Depuis plusieurs années, et malgré les sentiments mitigés qu’il m’inspire, je trimbale dans mes habitations successives le tableau hérité de ma grand-mère, La Tzigane qui pleure. À côté est accrochée une affiche de la ligne d’horizon de New York par l’artiste marginal Wesley Willis. Celle-ci suscite toujours l’enthousiasme de ceux qui me rendent visite.

Le projet artistique Untitled de Sarah Vanhee s’articule autour de la relation intime qu’on développe avec les oeuvres d’art exposées chez soi et la manière dont on en parle. Ainsi, elle donne la parole aux riverains du quartier du Centre d’Art Contemporain WIELS au sujet des œuvres qu’ils possèdent dans leur salon, salle à manger, couloir, chambre à coucher… Les spectateurs rendent visite à des spectateurs.

Cette attention portée à la condition de spectateur relie Untitled à un autre projet de Sarah Vanhee, à savoir Lecture For Every One, une performance lors de laquelle elle prononce un texte sur la société actuelle dans des réunions diverses et variées : pompiers, chefs d’entreprise, association de femmes marocaines, chauffeurs de taxi, conseil municipal, etc. À travers ces interventions, Sarah Vanhee fait référence au concept de parrhesia (liberté de parole) qui trouve ses origines dans la Grèce antique et consiste à « prendre la parole en public et tenir un langage de vérité susceptible de mettre l’intervenant en danger ». Cette démarche l’entraîne hors des sentiers battus du monde de l’art, des musées et des salles de spectacle, à partir d’une vision imaginaire de l’espace public et de la société collective. Untitled s’inscrit dans le sillage de cette performance, mais fait basculer la question du collectif vers les codes de l’art lui-même. Les deux projets explorent de fait les frontières de l’art.

Dans Untitled, l’artiste inverse les rôles et donne le micro aux riverains du quartier de WIELS. La question qui se pose alors est la manière dont le langage de ces participants se rapporte aux habitudes langagières du monde de l’art : galeristes et commissaires d’expositions, guides et collaborateurs éducatifs de musée, critiques d’art, professeurs d’histoire de l’art ou d’écoles d’art, journalistes qui défendent ou pourfendent la politique de subvention, artistes qui font visiter leur atelier à des collectionneurs… L’exposition, le décor, la visite guidée et le positionnement à travers lesquels on se profile comme membre du monde de l’art. Par ce biais, Vanhee pose la question du discours sur l’art, de la théorisation fortement mise en avant ces dernières années par l’art post-conceptuel. Que signifie le fait de donner une explication à propos d’une œuvre d’art ? Et juge-t-on l’art différemment dans le cercle familial, en l’absence de l’autorité du musée ou d’une biennale ?
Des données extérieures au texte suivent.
#![allow(dead_code)]

use sea_query::{Alias, ColumnDef, Query, SimpleExpr, Table, TableCreateStatement, Value};
use std::sync::Arc;
use warden_cache::MemoryStore;
use warden_database::{Executor, SqliteExecutor};
use warden_engine::{Engine, EngineBuilder};
use warden_schema::{ModelBuilder, SchemaRegistry};

pub struct Fixture {
    pub engine: Engine,
    pub kv: Arc<MemoryStore>,
    pub db: Arc<dyn Executor>,
}

fn init_tracing() {
    let _ = tracing_subscriber::fmt()
        .with_env_filter(
            tracing_subscriber::EnvFilter::try_from_default_env()
                .unwrap_or_else(|_| tracing_subscriber::EnvFilter::new("warn")),
        )
        .with_test_writer()
        .try_init();
}

pub const ALICE: i64 = 1;
pub const BOB: i64 = 2;
pub const CHARLIE: i64 = 3;

pub const ITALY: i64 = 1;
pub const FRANCE: i64 = 2;
pub const GERMANY: i64 = 3;

pub const LOMBARDY: i64 = 1;
pub const SICILY: i64 = 2;
pub const ILE_DE_FRANCE: i64 = 3;
pub const AIN: i64 = 4;
pub const BAVARIA: i64 = 5;
pub const NORTH_GERMANY: i64 = 6;

pub const MILAN: i64 = 1;
pub const BERGAMO: i64 = 2;
pub const PALERMO: i64 = 3;
pub const CATANIA: i64 = 4;
pub const PARIS: i64 = 5;
pub const CALAIS: i64 = 6;
pub const ANNECY: i64 = 7;
pub const LYON: i64 = 8;
pub const MUNICH: i64 = 9;
pub const BERLIN: i64 = 10;
pub const BONN: i64 = 11;

/// Country 1→* Department 1→* City, plus Person with Job/Hobby/City edges.
pub fn geo_schema() -> SchemaRegistry {
    SchemaRegistry::builder()
        .model(
            ModelBuilder::new("country")
                .column("name")
                .column("president_id"),
        )
        .model(
            ModelBuilder::new("department")
                .column("name")
                .column("president_id")
                .belongs_to("country", "country", "country_id", Some("departments")),
        )
        .model(
            ModelBuilder::new("city")
                .column("name")
                .column("mayor_id")
                .belongs_to("department", "department", "department_id", Some("cities")),
        )
        .model(ModelBuilder::new("job").column("name"))
        .model(ModelBuilder::new("hobby").column("name"))
        .model(
            ModelBuilder::new("person")
                .column("name")
                .belongs_to("job", "job", "job_id", Some("people"))
                .belongs_to("hobby", "hobby", "hobby_id", Some("people"))
                .belongs_to("city", "city", "city_id", Some("people")),
        )
        .build()
        .expect("geo schema")
}

fn id_col() -> ColumnDef {
    ColumnDef::new(Alias::new("id"))
        .integer()
        .not_null()
        .primary_key()
        .to_owned()
}

fn named(table: &str, extra_ints: &[&str]) -> TableCreateStatement {
    let mut stmt = Table::create();
    stmt.table(Alias::new(table))
        .col(id_col())
        .col(ColumnDef::new(Alias::new("name")).string().not_null());
    for column in extra_ints {
        stmt.col(ColumnDef::new(Alias::new(*column)).integer());
    }
    stmt.to_owned()
}

pub async fn insert_rows(
    db: &Arc<dyn Executor>,
    table: &str,
    columns: &[&str],
    rows: Vec<Vec<Value>>,
) {
    let mut stmt = Query::insert();
    stmt.into_table(Alias::new(table))
        .columns(columns.iter().map(|c| Alias::new(*c)));
    for row in rows {
        stmt.values(row.into_iter().map(SimpleExpr::from))
            .expect("row arity");
    }
    db.execute(&stmt.to_owned().into()).await.expect("insert");
}

fn null() -> Value {
    Value::BigInt(None)
}

async fn create_geo_tables(db: &Arc<dyn Executor>) {
    for stmt in [
        named("country", &["president_id"]),
        named("department", &["president_id", "country_id"]),
        named("city", &["mayor_id", "department_id"]),
        named("job", &[]),
        named("hobby", &[]),
        named("person", &["job_id", "hobby_id", "city_id"]),
    ] {
        db.create_table(&stmt).await.expect("create table");
    }
}

async fn insert_geo_data(db: &Arc<dyn Executor>) {
    insert_rows(
        db,
        "country",
        &["id", "name", "president_id"],
        vec![
            vec![ITALY.into(), "Italy".into(), BOB.into()],
            vec![FRANCE.into(), "France".into(), BOB.into()],
            vec![GERMANY.into(), "Germany".into(), null()],
        ],
    )
    .await;
    insert_rows(
        db,
        "department",
        &["id", "name", "president_id", "country_id"],
        vec![
            vec![LOMBARDY.into(), "Lombardy".into(), null(), ITALY.into()],
            vec![SICILY.into(), "Sicily".into(), null(), ITALY.into()],
            vec![
                ILE_DE_FRANCE.into(),
                "Ile de France".into(),
                null(),
                FRANCE.into(),
            ],
            vec![AIN.into(), "Ain".into(), ALICE.into(), FRANCE.into()],
            vec![BAVARIA.into(), "Bavaria".into(), CHARLIE.into(), GERMANY.into()],
            vec![
                NORTH_GERMANY.into(),
                "North Germany".into(),
                null(),
                GERMANY.into(),
            ],
        ],
    )
    .await;
    insert_rows(
        db,
        "city",
        &["id", "name", "mayor_id", "department_id"],
        vec![
            vec![MILAN.into(), "Milan".into(), null(), LOMBARDY.into()],
            vec![BERGAMO.into(), "Bergamo".into(), null(), LOMBARDY.into()],
            vec![PALERMO.into(), "Palermo".into(), ALICE.into(), SICILY.into()],
            vec![CATANIA.into(), "Catania".into(), null(), SICILY.into()],
            vec![PARIS.into(), "Paris".into(), null(), ILE_DE_FRANCE.into()],
            vec![CALAIS.into(), "Calais".into(), null(), ILE_DE_FRANCE.into()],
            vec![ANNECY.into(), "Annecy".into(), null(), AIN.into()],
            vec![LYON.into(), "Lyon".into(), null(), AIN.into()],
            vec![MUNICH.into(), "Munich".into(), null(), BAVARIA.into()],
            vec![BERLIN.into(), "Berlin".into(), null(), NORTH_GERMANY.into()],
            vec![BONN.into(), "Bonn".into(), null(), NORTH_GERMANY.into()],
        ],
    )
    .await;
    insert_rows(
        db,
        "job",
        &["id", "name"],
        vec![
            vec![1.into(), "Engineer".into()],
            vec![2.into(), "Architect".into()],
            vec![3.into(), "Designer".into()],
            vec![4.into(), "Programmer".into()],
            vec![5.into(), "Sales".into()],
        ],
    )
    .await;
    insert_rows(
        db,
        "hobby",
        &["id", "name"],
        vec![
            vec![1.into(), "Soccer".into()],
            vec![2.into(), "Football".into()],
            vec![3.into(), "Basketball".into()],
            vec![4.into(), "Baseball".into()],
            vec![5.into(), "Tennis".into()],
        ],
    )
    .await;
    insert_rows(
        db,
        "person",
        &["id", "name", "job_id", "hobby_id", "city_id"],
        vec![
            vec![1.into(), "John".into(), 1.into(), 5.into(), CATANIA.into()],
            vec![2.into(), "Jane".into(), 5.into(), 5.into(), PALERMO.into()],
            vec![3.into(), "Joe".into(), 3.into(), 2.into(), MILAN.into()],
            vec![4.into(), "Jill".into(), 4.into(), 3.into(), MILAN.into()],
        ],
    )
    .await;
}

/// alice/bob/charlie, each member of a group named after them.
pub async fn seed_users(engine: &Engine) {
    let store = engine.store();
    for name in ["alice", "bob", "charlie"] {
        let user_id = store.create_user(name).await.expect("user");
        let group_id = store
            .create_group(&warden_models::NewGroup {
                name: name.to_string(),
                is_personal: false,
                owner_id: None,
            })
            .await
            .expect("group");
        store
            .add_membership(user_id, group_id)
            .await
            .expect("membership");
    }
}

/// The original role catalogue: admin, read-only, editor.
pub async fn seed_roles(engine: &Engine) {
    for (role, permissions) in [
        ("admin", vec!["create", "read", "update", "delete"]),
        ("read-only", vec!["read"]),
        ("editor", vec!["create", "update"]),
    ] {
        engine.assign(role, &permissions).await.expect("assign");
    }
}

pub async fn geo_fixture(configure: impl FnOnce(EngineBuilder) -> EngineBuilder) -> Fixture {
    init_tracing();
    let executor = SqliteExecutor::in_memory().await.expect("sqlite");
    let db: Arc<dyn Executor> = Arc::new(executor);
    create_geo_tables(&db).await;
    insert_geo_data(&db).await;

    let kv = Arc::new(MemoryStore::new());
    let builder = Engine::builder(geo_schema(), Arc::clone(&db))
        .kv_store(kv.clone());
    let engine = configure(builder).build().expect("engine");
    engine.install().await.expect("install");
    seed_users(&engine).await;

    Fixture { engine, kv, db }
}

// -- filesystem scenario ----------------------------------------------------

pub const MOUNT_ROOT: i64 = 1;
pub const HOME: i64 = 1;
pub const ALICE_HOME: i64 = 2;
pub const BOB_HOME: i64 = 3;
pub const ALICE_DESKTOP: i64 = 4;
pub const ALICE_DOCUMENTS: i64 = 5;
pub const BOB_STUFF: i64 = 6;

/// MountPoint, self-recursive Folder and File.
pub fn fs_schema() -> SchemaRegistry {
    SchemaRegistry::builder()
        .model(ModelBuilder::new("mountpoint").column("name"))
        .model(
            ModelBuilder::new("folder")
                .column("name")
                .belongs_to("parent", "folder", "parent_id", Some("children"))
                .belongs_to("mountpoint", "mountpoint", "mount_id", Some("folders")),
        )
        .model(
            ModelBuilder::new("file")
                .column("name")
                .belongs_to("folder", "folder", "folder_id", Some("files")),
        )
        .build()
        .expect("fs schema")
}

async fn create_fs_tables(db: &Arc<dyn Executor>) {
    for stmt in [
        named("mountpoint", &[]),
        named("folder", &["parent_id", "mount_id"]),
        named("file", &["folder_id"]),
    ] {
        db.create_table(&stmt).await.expect("create table");
    }
}

async fn insert_fs_data(db: &Arc<dyn Executor>) {
    insert_rows(
        db,
        "mountpoint",
        &["id", "name"],
        vec![vec![MOUNT_ROOT.into(), "root".into()]],
    )
    .await;
    insert_rows(
        db,
        "folder",
        &["id", "name", "parent_id", "mount_id"],
        vec![
            vec![HOME.into(), "home".into(), null(), MOUNT_ROOT.into()],
            vec![ALICE_HOME.into(), "alice".into(), HOME.into(), MOUNT_ROOT.into()],
            vec![BOB_HOME.into(), "bob".into(), HOME.into(), MOUNT_ROOT.into()],
            vec![
                ALICE_DESKTOP.into(),
                "Desktop".into(),
                ALICE_HOME.into(),
                MOUNT_ROOT.into(),
            ],
            vec![
                ALICE_DOCUMENTS.into(),
                "Documents".into(),
                ALICE_HOME.into(),
                MOUNT_ROOT.into(),
            ],
            vec![
                BOB_STUFF.into(),
                "Stuff".into(),
                BOB_HOME.into(),
                MOUNT_ROOT.into(),
            ],
        ],
    )
    .await;
    insert_rows(
        db,
        "file",
        &["id", "name", "folder_id"],
        vec![
            vec![1.into(), "a.txt".into(), ALICE_DESKTOP.into()],
            vec![2.into(), "b.txt".into(), ALICE_DOCUMENTS.into()],
            vec![3.into(), "c.txt".into(), ALICE_HOME.into()],
            vec![4.into(), "d.txt".into(), BOB_HOME.into()],
            vec![5.into(), "e.txt".into(), BOB_STUFF.into()],
            vec![6.into(), "root.txt".into(), HOME.into()],
        ],
    )
    .await;
}

pub async fn fs_fixture(configure: impl FnOnce(EngineBuilder) -> EngineBuilder) -> Fixture {
    init_tracing();
    let executor = SqliteExecutor::in_memory().await.expect("sqlite");
    let db: Arc<dyn Executor> = Arc::new(executor);
    create_fs_tables(&db).await;
    insert_fs_data(&db).await;

    let kv = Arc::new(MemoryStore::new());
    let builder = Engine::builder(fs_schema(), Arc::clone(&db))
        .kv_store(kv.clone());
    let engine = configure(builder).build().expect("engine");
    engine.install().await.expect("install");
    seed_users(&engine).await;

    Fixture { engine, kv, db }
}

/// Ids returned by running `query` against the fixture database.
pub async fn fetch_ids(db: &Arc<dyn Executor>, query: &warden_engine::Select) -> Vec<i64> {
    let stmt = Query::select()
        .column((Alias::new("q"), Alias::new("id")))
        .from_subquery(query.statement().clone(), Alias::new("q"))
        .to_owned();
    let rows = db.fetch_all(&stmt).await.expect("fetch");
    let mut ids: Vec<i64> = rows.iter().map(|row| row.i64(0).expect("id")).collect();
    ids.sort_unstable();
    ids.dedup();
    ids
}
Actuellement, on considère l’art contemporain toujours plus comme un dialogue, un rapport spécifique à l’image. Depuis « l’art pour l’art » du XIXe siècle et le « ready-made » du début du siècle suivant, l’art a évolué tout au long de ce XXe siècle vers une définition institutionnelle. Dans ce contexte, un objet ou un geste est « baptisé » art parce que l’artiste ou le spectateur le décrète, ou parce que l’objet se voit attribuer une place dans l’institution muséale. Cela implique que tout et chacun peut être intégré au musée et donc devenir de l’art. Dans Untitled, cette logique est mise en pratique : une pièce est considérée comme de l’art dès lors que les participants la qualifient de la sorte. D’où l’importance de la conversation dont les arguments étayent le statut d’œuvre d’art.

L’art-en-tant-que-conversation est aussi un dérivé de l’art conceptuel, dans lequel il s’agit toujours du concept qui sous-tend l’objet. Dans l’art post-conceptuel, ces concepts immatériels, discursifs qui relèvent du processus ont pris le dessus, à l’instar de l’actuel système économique post-fordien actuel dans lequel l’interprétation, l’échange et la diffusion sont eux-mêmes devenus des produits. Aujourd’hui, cela signifie que des artistes considèrent l’organisation de colloques et de débats comme une forme d’art. Il en va de même pour Sarah Vanhee qui estime que des textes de critiques d’art font partie intégrante de l’oeuvre artistique. Des philosophes de l’art comme Thierry De Duve et surtout Arthur Danto démontrent que cette haute conscience de soi de l’art, cet « art en tant que philosophie » pourrait le mener à sa propre fin. D’une certaine façon, l’approche post-conceptuelle a généré une rupture avec le public, ce qui a placé l’art dans une position sociale problématique. Sarah Vanhee voit le malaise du public face à l’art contemporain comme une sorte de réserve qu’on peut ressentir à l’égard de ce qui nous est inconnu. « Peut être les musées ont-ils joué un rôle dans ce phénomène en donnant l’impression qu’il faut comprendre les choses d’une certaine manière. L’artiste Rineke Dijkstra, par exemple, a filmé des écoliers qui regardent une œuvre de Picasso et se posent des questions, nomment ce qu’ils voient, et font des associations. Cela peut suffire. »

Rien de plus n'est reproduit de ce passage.